## Assignment
Copy each line from the records below in which the word "unix" is found.

:: Information supplied

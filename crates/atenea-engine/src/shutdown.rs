// SPDX-FileCopyrightText: 2026 Atenea Contributors
// SPDX-License-Identifier: MIT OR Apache-2.0

//! Graceful shutdown coordination with signal handling.
//!
//! Installs handlers for SIGTERM and SIGINT (Ctrl+C), triggering a
//! [`CancellationToken`] the server monitors. In-flight room transitions
//! are drained before storage is closed.

use std::time::Duration;

use atenea_core::AteneaError;
use tokio_util::sync::CancellationToken;
use tracing::{debug, info, warn};

use crate::ContactCenter;

/// Installs signal handlers for SIGTERM and SIGINT.
///
/// Returns a [`CancellationToken`] that is cancelled when either signal is received.
pub fn install_signal_handler() -> CancellationToken {
    let token = CancellationToken::new();
    let token_clone = token.clone();

    tokio::spawn(async move {
        let ctrl_c = tokio::signal::ctrl_c();

        #[cfg(unix)]
        {
            use tokio::signal::unix::{SignalKind, signal};
            match signal(SignalKind::terminate()) {
                Ok(mut sigterm) => {
                    tokio::select! {
                        _ = ctrl_c => {
                            info!("received SIGINT (Ctrl+C), initiating shutdown");
                        }
                        _ = sigterm.recv() => {
                            info!("received SIGTERM, initiating shutdown");
                        }
                    }
                }
                Err(e) => {
                    warn!(error = %e, "failed to install SIGTERM handler, listening for Ctrl+C only");
                    let _ = ctrl_c.await;
                    info!("received SIGINT (Ctrl+C), initiating shutdown");
                }
            }
        }

        #[cfg(not(unix))]
        {
            let _ = ctrl_c.await;
            info!("received Ctrl+C, initiating shutdown");
        }

        token_clone.cancel();
        debug!("shutdown signal handler completed");
    });

    token
}

impl ContactCenter {
    /// Waits up to `drain_timeout` for in-flight room and presence
    /// transitions, then shuts adapters down and closes storage.
    pub async fn shutdown(&self, drain_timeout: Duration) -> Result<(), AteneaError> {
        let active = self.room_locks.active() + self.presence_locks.active();
        if active > 0 {
            info!(count = active, "waiting for in-flight transitions to complete");
        }
        let idle = self.room_locks.wait_idle(drain_timeout).await
            && self.presence_locks.wait_idle(drain_timeout).await;
        if !idle {
            warn!(
                remaining = self.room_locks.active() + self.presence_locks.active(),
                "timeout reached, some transitions interrupted"
            );
        }

        self.channels.shutdown().await;
        if let Some(bot) = &self.bot
            && let Err(e) = bot.shutdown().await
        {
            warn!(error = %e, "bot adapter shutdown error");
        }
        self.storage.close().await?;
        info!("contact center stopped");
        Ok(())
    }
}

::::

## Output of the task
        #[cfg(unix)]
            use tokio::signal::unix::{SignalKind, signal};
        #[cfg(not(unix))]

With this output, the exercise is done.